Headaches are more prevalent in patients with multiple sclerosis compared with the general population. However, headaches are still considered a rare symptom of multiple sclerosis, especially when they appear as an initial symptom. The occurrence of a headache as a symptom of radiologically isolated syndrome (RIS) is uncommon, and it can significantly increase the likelihood of developing multiple sclerosis.

Case presentation

We report the case of a 36-year-old Iranian woman experiencing severe unilateral headaches without other multiple sclerosis symptoms. Despite normal physical and laboratory exams, cerebrospinal fluid analysis showed positive oligoclonal bands. Magnetic resonance imaging (MRI) revealed multiple demyelinating plaques consistent with RIS. She was treated with dimethyl fumarate. Subsequent MRI confirmed multiple sclerosis by showing new gadolinium-enhanced lesions. After 3 months of dimethyl fumarate treatment, her headache intensity decreased, and she remained otherwise symptom free. Written informed consent was obtained from the patient.

Conclusion

Effectively managing headaches in patients with RIS is a challenge for clinicians to improve their quality of life and delay the progression of multiple sclerosis.

Peer Review reports

Introduction

Multiple sclerosis (MS) is a chronic autoimmune neurological disease that mostly affects young adults. Aberrant activation of immune system results in inflammation and demyelination in the central nervous system (CNS), leading to various symptoms of MS [1].

People with multiple sclerosis (pwMS) experience a wide range of symptoms depending on the affected part of the CNS. for instance, headache, optic neuritis (ON), and motor, brainstem–cerebellar, and sensory involvements. Managing these symptoms to enhance the quality of life of pwMS is an important concern for clinicians [2].

While the occurrence of headaches is more common in pwMS compared with the general population, headaches are considered a rare symptom of MS, particularly as an initial symptom [3].

Radiologically isolated syndrome (RIS) is characterized by the presence of white matter lesions in the CNS in the absence of MS clinical symptoms. Individuals with RIS are considered a high-risk population for progression to MS [4].

Herein we aimed to report a complicated case of headache with demyelinating plaques and oligoclonal band (OCB) positive with the absence of other symptoms of MS.

Case presentation

A 36-year-old Iranian woman was referred to our clinic in February 2024, complaining of severe headaches in the past 4 weeks. Past medical history (PMH) did not include important and specific points. She mentioned the history of long-term headaches in her mother. The patient's headaches were unilateral on left side, radiating from the temporal area to the back of the head. The headaches were non-throbbing and were not accompanied by vomiting and nausea or any other symptoms. Stressful conditions increased their intensity and duration. The headaches did not alleviate after the administration of standard analgesics. The headaches persisted for a duration of 4–5 days and subsequently ceased for an equivalent period. The patient gave a score of 7 out of 10 to the intensity of her headache.

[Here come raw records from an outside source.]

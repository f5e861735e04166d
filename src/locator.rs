//! Discovery of the dated batch to process.
//!
//! Raw input is laid out as `<input_folder><date>/<table>/<file>.csv`. Date
//! folder names are compared as strings, so they must sort chronologically; ISO
//! `YYYY-MM-DD` names do. A chosen name that is not an ISO date is still used,
//! with a warning.

use crate::error::{StageError, StageResult};
use crate::io::cloud::ObjectIO;
use crate::io::cloud::helpers::first_segment_after;
use chrono::NaiveDate;
use std::collections::BTreeSet;
use std::sync::Arc;
use tracing::{info, warn};

/// Extension of files eligible for processing.
pub const SOURCE_EXTENSION: &str = ".csv";

/// A raw file selected for processing.
#[derive(Debug, Clone, PartialEq, Eq)]
pub struct SourceFile {
    pub key: String,
    /// First path segment below the date folder, if the file sits in one.
    pub table: Option<String>,
}

/// Lists date folders and source files in one bucket.
#[derive(Clone)]
pub struct BatchLocator {
    store: Arc<dyn ObjectIO>,
    bucket: String,
}

impl BatchLocator {
    pub fn new(store: Arc<dyn ObjectIO>, bucket: impl Into<String>) -> Self {
        Self {
            store,
            bucket: bucket.into(),
        }
    }

    /// Folder names directly below `root`, sorted ascending.
    ///
    /// # Errors
    /// Returns [`StageError::Storage`] if listing fails.
    pub fn list_batch_dates(&self, root: &str) -> StageResult<BTreeSet<String>> {
        let objects = self.store.list_objects(&self.bucket, Some(root))?;
        Ok(objects
            .iter()
            .filter_map(|o| first_segment_after(&o.key, root))
            .map(str::to_string)
            .collect())
    }

    /// Pick the lexicographically greatest date folder under `root`.
    ///
    /// # Errors
    /// Returns [`StageError::NoData`] if there are no date folders.
    pub fn latest_batch_date(&self, root: &str) -> StageResult<String> {
        let dates = self.list_batch_dates(root)?;
        let latest = select_latest(&dates).ok_or_else(|| StageError::NoData {
            location: self.store.object_uri(&self.bucket, root),
        })?;
        if NaiveDate::parse_from_str(latest, "%Y-%m-%d").is_err() {
            warn!(folder = latest, "latest batch folder is not an ISO date; ordering is lexicographic");
        }
        info!(date = latest, candidates = dates.len(), "selected latest batch");
        Ok(latest.to_string())
    }

    /// Every `.csv` object below `date_prefix`, sorted by key.
    ///
    /// # Errors
    /// Returns [`StageError::Storage`] if listing fails.
    pub fn list_source_files(&self, date_prefix: &str) -> StageResult<Vec<SourceFile>> {
        let objects = self.store.list_objects(&self.bucket, Some(date_prefix))?;
        let mut files: Vec<SourceFile> = objects
            .into_iter()
            .filter(|o| o.key.ends_with(SOURCE_EXTENSION))
            .map(|o| SourceFile {
                table: table_name(&o.key, date_prefix).map(str::to_string),
                key: o.key,
            })
            .collect();
        files.sort_by(|a, b| a.key.cmp(&b.key));
        Ok(files)
    }
}

/// The greatest name in the set.
#[must_use]
pub fn select_latest(dates: &BTreeSet<String>) -> Option<&str> {
    dates.last().map(String::as_str)
}

/// Table a source key belongs to: the folder directly below the date prefix.
///
/// ```
/// use rawstage::locator::table_name;
/// assert_eq!(table_name("raw/2024-01-01/orders/part-1.csv", "raw/2024-01-01/"), Some("orders"));
/// assert_eq!(table_name("raw/2024-01-01/loose.csv", "raw/2024-01-01/"), None);
/// ```
#[must_use]
pub fn table_name<'a>(key: &'a str, date_prefix: &str) -> Option<&'a str> {
    first_segment_after(key, date_prefix)
}
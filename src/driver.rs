//! Batch orchestration: locate, clean, stamp, write, register.
//!
//! A run picks the latest dated folder under the input prefix and processes each
//! `.csv` file in it independently. Failures are scoped to the file: they are
//! logged, recorded in the [`BatchSummary`], and the next file is attempted.
//!
//! Output for table `t` lands in
//! `<output_folder><YYYY-MM-DD>/t/part-00000.snappy.parquet`, where the date is the
//! date portion of the batch timestamp. Existing objects in that partition are
//! removed first, so re-running a day replaces it.

use crate::clean::clean;
use crate::config::JobConfig;
use crate::error::{StageError, StageResult};
use crate::io::cloud::{CatalogIO, ObjectIO, TableEntry};
use crate::io::csv::read_raw_csv;
use crate::io::parquet::{arrow_type, write_parquet_bytes};
use crate::locator::{BatchLocator, SourceFile};
use crate::schema::{ObjectSchemaResolver, SchemaResolver};
use chrono::{Local, NaiveDateTime};
use std::sync::Arc;
use tracing::{error, info, info_span};

pub const SOURCE_PATH_COLUMN: &str = "source_path";
pub const UPDATED_TIME_COLUMN: &str = "updated_time";
pub const OUTPUT_FILE_NAME: &str = "part-00000.snappy.parquet";

/// Format of the `updated_time` provenance value.
pub const BATCH_TIMESTAMP_FORMAT: &str = "%Y-%m-%dT%H:%M:%S";

/// One processing cycle.
#[derive(Debug, Clone, PartialEq, Eq)]
pub struct Batch {
    /// Chosen date folder name.
    pub date: String,
    /// `<input_folder><date>/`
    pub date_prefix: String,
    pub files: Vec<SourceFile>,
    /// Stamped into every row written by this run.
    pub timestamp: String,
}

impl Batch {
    /// The `YYYY-MM-DD` partition output is written under.
    #[must_use]
    pub fn partition_date(&self) -> &str {
        self.timestamp.get(..10).unwrap_or(&self.timestamp)
    }
}

#[must_use]
pub fn batch_timestamp(now: NaiveDateTime) -> String {
    now.format(BATCH_TIMESTAMP_FORMAT).to_string()
}

/// A successfully written table partition.
#[derive(Debug, Clone, PartialEq, Eq)]
pub struct TableWrite {
    pub table: String,
    pub rows: usize,
    /// Object key of the written file.
    pub key: String,
    /// `<database>.<table>`
    pub qualified_name: String,
}

#[derive(Debug)]
pub struct FileOutcome {
    pub key: String,
    pub table: Option<String>,
    pub result: StageResult<TableWrite>,
}

/// Per-file results of one run.
#[derive(Debug)]
pub struct BatchSummary {
    pub date: String,
    pub timestamp: String,
    pub outcomes: Vec<FileOutcome>,
}

impl BatchSummary {
    #[must_use]
    pub fn succeeded(&self) -> usize {
        self.outcomes.iter().filter(|o| o.result.is_ok()).count()
    }

    #[must_use]
    pub fn failed(&self) -> usize {
        self.outcomes.len() - self.succeeded()
    }

    /// True when at least one file failed.
    #[must_use]
    pub fn is_degraded(&self) -> bool {
        self.failed() > 0
    }

    pub fn failures(&self) -> impl Iterator<Item = (&str, &StageError)> {
        self.outcomes
            .iter()
            .filter_map(|o| o.result.as_ref().err().map(|e| (o.key.as_str(), e)))
    }

    pub fn writes(&self) -> impl Iterator<Item = &TableWrite> {
        self.outcomes.iter().filter_map(|o| o.result.as_ref().ok())
    }
}

pub struct BatchDriver {
    config: JobConfig,
    store: Arc<dyn ObjectIO>,
    catalog: Arc<dyn CatalogIO>,
    resolver: Arc<dyn SchemaResolver>,
}

impl BatchDriver {
    /// A driver resolving schemas from `<schema_folder><table>.json` in the
    /// configured bucket.
    pub fn new(config: JobConfig, store: Arc<dyn ObjectIO>, catalog: Arc<dyn CatalogIO>) -> Self {
        let resolver = Arc::new(ObjectSchemaResolver::new(
            Arc::clone(&store),
            config.bucket.clone(),
            config.schema_folder.clone(),
        ));
        Self {
            config,
            store,
            catalog,
            resolver,
        }
    }

    #[must_use]
    pub fn with_resolver(mut self, resolver: Arc<dyn SchemaResolver>) -> Self {
        self.resolver = resolver;
        self
    }

    #[must_use]
    pub fn config(&self) -> &JobConfig {
        &self.config
    }

    /// Choose the batch to process, stamping it with `now`.
    ///
    /// # Errors
    /// Returns [`StageError::NoData`] when no date folders exist, or
    /// [`StageError::Storage`] when listing fails.
    pub fn locate(&self, now: NaiveDateTime) -> StageResult<Batch> {
        let locator = BatchLocator::new(Arc::clone(&self.store), self.config.bucket.clone());
        let date = locator.latest_batch_date(&self.config.input_folder)?;
        let date_prefix = format!("{}{date}/", self.config.input_folder);
        let files = locator.list_source_files(&date_prefix)?;
        info!(
            count = files.len(),
            location = %self.store.object_uri(&self.config.bucket, &date_prefix),
            "found source files"
        );
        Ok(Batch {
            date,
            date_prefix,
            files,
            timestamp: batch_timestamp(now),
        })
    }

    /// Run against the latest batch using the current local time.
    ///
    /// # Errors
    /// See [`BatchDriver::locate`]; per-file errors are reported in the summary.
    pub fn run(&self) -> StageResult<BatchSummary> {
        self.run_at(Local::now().naive_local())
    }

    /// Run against the latest batch with a fixed timestamp.
    ///
    /// # Errors
    /// See [`BatchDriver::locate`].
    pub fn run_at(&self, now: NaiveDateTime) -> StageResult<BatchSummary> {
        let batch = self.locate(now)?;
        Ok(self.process_batch(&batch))
    }

    /// Attempt every file in the batch.
    #[must_use]
    pub fn process_batch(&self, batch: &Batch) -> BatchSummary {
        let outcomes = batch
            .files
            .iter()
            .map(|file| {
                let span = info_span!("file", key = %file.key);
                let _enter = span.enter();
                let result = self.process_file(batch, file);
                match &result {
                    Ok(write) => info!(
                        table = %write.table,
                        rows = write.rows,
                        output = %write.key,
                        "table cleaned and saved"
                    ),
                    Err(e) => error!(key = %file.key, error = %e, "failed to process file"),
                }
                FileOutcome {
                    key: file.key.clone(),
                    table: file.table.clone(),
                    result,
                }
            })
            .collect();
        BatchSummary {
            date: batch.date.clone(),
            timestamp: batch.timestamp.clone(),
            outcomes,
        }
    }

    /// `<output_folder><date>/<table>/`
    #[must_use]
    pub fn partition_prefix(&self, date: &str, table: &str) -> String {
        format!("{}{date}/{table}/", self.config.output_folder)
    }

    /// Clean one source file and persist it.
    ///
    /// # Errors
    /// Returns the [`StageError`] of the first step that failed.
    pub fn process_file(&self, batch: &Batch, file: &SourceFile) -> StageResult<TableWrite> {
        let bucket = self.config.bucket.as_str();
        let table = file.table.as_deref().ok_or_else(|| {
            StageError::transform(&file.key, "file is not inside a table folder")
        })?;
        info!(table, "processing");

        let schema = self.resolver.resolve(table)?;

        let bytes = self
            .store
            .get_object(bucket, &file.key)
            .map_err(|e| StageError::transform(&file.key, e))?;
        let raw = read_raw_csv(&bytes)
            .map_err(|e| StageError::transform(&file.key, format!("{e:#}")))?;
        let cleaned = clean(raw, &schema).map_err(|e| StageError::transform(&file.key, e))?;

        let source_path = self.store.object_uri(bucket, &file.key);
        let stamped = cleaned
            .with_literal(SOURCE_PATH_COLUMN, &source_path)
            .with_literal(UPDATED_TIME_COLUMN, &batch.timestamp);

        let prefix = self.partition_prefix(batch.partition_date(), table);
        let key = format!("{prefix}{OUTPUT_FILE_NAME}");
        let location = self.store.object_uri(bucket, &prefix);

        let body = write_parquet_bytes(&stamped)
            .map_err(|e| StageError::write(&location, format!("{e:#}")))?;
        self.store
            .delete_prefix(bucket, &prefix)
            .map_err(|e| StageError::write(&location, e))?;
        self.store
            .put_object(bucket, &key, &body)
            .map_err(|e| StageError::write(&location, e))?;

        let entry = TableEntry {
            database: self.config.database.clone(),
            table: table.to_string(),
            location: location.clone(),
            format: "parquet".to_string(),
            columns: stamped
                .columns()
                .iter()
                .map(|c| (c.name.clone(), arrow_type(c.kind).to_string()))
                .collect(),
        };
        let qualified_name = entry.qualified_name();
        self.catalog
            .register_table(entry)
            .map_err(|e| StageError::write(&location, e))?;

        Ok(TableWrite {
            table: table.to_string(),
            rows: stamped.num_rows(),
            key,
            qualified_name,
        })
    }
}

In the physical examination, the fundoscopy was normal, no signs of cranial nerve damage and involvement were seen, and the motor and sensory system did not show any abnormal findings. In the patient’s history, no cause of headache including infection, severe trauma, or serious injury was found. In the laboratory tests, the C-reactive protein (CRP) level was normal, and the sedimentation rate was normal. Angiotensin converting enzyme (ACE) test was negative, and the patient did not have sarcoidosis. Vasculitis test including anti-dsDNA, antinuclear antibody (ANA), anti-phospholipid antibody, anticardiolipin antibody, and beta2glycoprotein antibody were negative. The patient had no signs of infection or lung and other systemic involvement. She experienced no other symptoms except headache.

Her cerebrospinal fluid (CSF) examination also showed positive oligoclonal band (OCB), more than 8 bands compared with serum, and normal levels of glucose and protein CSF/serum ratio. The amount of immunoglobulin G (IgG) was 11/8 g/L (flag) and body fluid IgG index was more than 3/4 (flag). Cytomegalovirus and Epstein–Barr virus antigens were not detected in the CSF.

By magnetic resonance imaging (MRI) examinations, periventricular plaques, tumefactive juxtacortical plaque with large edema, and demyelinated plaques in the cervical region were observed, which show dissemination in space based on MacDonald’s criteria for MS. The result of CSF analysis and MRI were in favor of diagnosis of RIS with high risk for converting to MS. Thus, treatment as a patient with high risk for MS was started with dimethyl fumarate (DMF) 120 mg twice daily for 1 week and after that 240 mg twice daily. The MRI was repeated after a month and this time, several gadolinium enhanced lesions were observed, which showed dissemination in time (DIT) on the basis of McDonald’s criteria. Thus, she was finally diagnosed with MS.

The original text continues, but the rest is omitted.